**WHAT IS NEEDED**.
Without skipping anything, transcribe the listing that follows.

**DATA SUPPLIED**.
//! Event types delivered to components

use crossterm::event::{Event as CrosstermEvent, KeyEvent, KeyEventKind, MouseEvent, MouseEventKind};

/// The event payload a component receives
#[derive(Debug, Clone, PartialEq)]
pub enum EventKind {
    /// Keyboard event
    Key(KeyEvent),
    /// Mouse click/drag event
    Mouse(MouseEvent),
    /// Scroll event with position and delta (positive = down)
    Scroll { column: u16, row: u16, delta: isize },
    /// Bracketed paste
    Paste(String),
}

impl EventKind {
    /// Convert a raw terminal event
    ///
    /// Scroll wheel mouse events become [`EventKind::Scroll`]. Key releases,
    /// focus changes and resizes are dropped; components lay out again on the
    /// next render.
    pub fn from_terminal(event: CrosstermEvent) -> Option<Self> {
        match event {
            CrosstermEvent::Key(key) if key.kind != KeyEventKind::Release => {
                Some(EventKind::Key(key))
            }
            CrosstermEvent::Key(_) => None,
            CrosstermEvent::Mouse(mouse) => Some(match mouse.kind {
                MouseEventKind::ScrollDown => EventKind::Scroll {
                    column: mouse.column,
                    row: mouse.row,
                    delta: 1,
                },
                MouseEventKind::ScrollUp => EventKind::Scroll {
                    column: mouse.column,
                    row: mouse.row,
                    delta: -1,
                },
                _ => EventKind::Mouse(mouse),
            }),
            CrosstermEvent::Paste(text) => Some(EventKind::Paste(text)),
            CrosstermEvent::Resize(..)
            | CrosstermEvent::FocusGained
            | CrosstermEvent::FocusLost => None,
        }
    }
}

**SOLUTION**.
//! Event types delivered to components

use crossterm::event::{Event as CrosstermEvent, KeyEvent, KeyEventKind, MouseEvent, MouseEventKind};

/// The event payload a component receives
#[derive(Debug, Clone, PartialEq)]
pub enum EventKind {
    /// Keyboard event
    Key(KeyEvent),
    /// Mouse click/drag event
    Mouse(MouseEvent),
    /// Scroll event with position and delta (positive = down)
    Scroll { column: u16, row: u16, delta: isize },
    /// Bracketed paste
    Paste(String),
}

impl EventKind {
    /// Convert a raw terminal event
    ///
    /// Scroll wheel mouse events become [`EventKind::Scroll`]. Key releases,
    /// focus changes and resizes are dropped; components lay out again on the
    /// next render.
    pub fn from_terminal(event: CrosstermEvent) -> Option<Self> {
        match event {
            CrosstermEvent::Key(key) if key.kind != KeyEventKind::Release => {
                Some(EventKind::Key(key))
            }
            CrosstermEvent::Key(_) => None,
            CrosstermEvent::Mouse(mouse) => Some(match mouse.kind {
                MouseEventKind::ScrollDown => EventKind::Scroll {
                    column: mouse.column,
                    row: mouse.row,
                    delta: 1,
                },
                MouseEventKind::ScrollUp => EventKind::Scroll {
                    column: mouse.column,
                    row: mouse.row,
                    delta: -1,
                },
                _ => EventKind::Mouse(mouse),
            }),
            CrosstermEvent::Paste(text) => Some(EventKind::Paste(text)),
            CrosstermEvent::Resize(..)
            | CrosstermEvent::FocusGained
            | CrosstermEvent::FocusLost => None,
        }
    }
}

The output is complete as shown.